* [WHAT YOU ARE ASKED TO DO]:
A copy is needed of each line in the records that has the word "inside".

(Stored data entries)

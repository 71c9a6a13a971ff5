use crate::types::datatype::DataType;

/// Column definition inside CREATE TABLE.
#[derive(Debug, Clone, PartialEq, Eq)]
pub struct ColumnDef {
    pub name: String,
    pub dtype: DataType,
    pub not_null: bool,
}

/// Table-level constraint definition inside CREATE TABLE.
#[derive(Debug, Clone, PartialEq, Eq)]
pub enum TableConstraintDef {
    PrimaryKey(Vec<String>),
    Unique(Vec<String>),
    ForeignKey {
        columns: Vec<String>,
        ref_table: String,
        ref_columns: Vec<String>,
    },
}

/// A fully recognized command, ready for the engine.
///
/// Condition strings are carried verbatim (trimmed, semicolon stripped);
/// quote handling happens downstream, per operation.
#[derive(Debug, Clone, PartialEq, Eq)]
pub enum Command {
    CreateTable {
        table: String,
        columns: Vec<ColumnDef>,
        constraints: Vec<TableConstraintDef>,
    },
    DropTable {
        table: String,
    },
    DropColumn {
        table: String,
        column: String,
    },
    Insert {
        table: String,
        columns: Vec<String>,
        values: Vec<String>,
    },
    Select {
        table: String,
        columns: Vec<String>,
        condition: String,
    },
    Update {
        table: String,
        assignments: Vec<(String, String)>,
        condition: String,
    },
    Delete {
        table: String,
        condition: String,
    },
    Flush {
        path: String,
        key: String,
    },
    Load {
        path: String,
        key: String,
    },
}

* [EXPECTED OUTPUT]:
/// Column definition inside CREATE TABLE.
/// Table-level constraint definition inside CREATE TABLE.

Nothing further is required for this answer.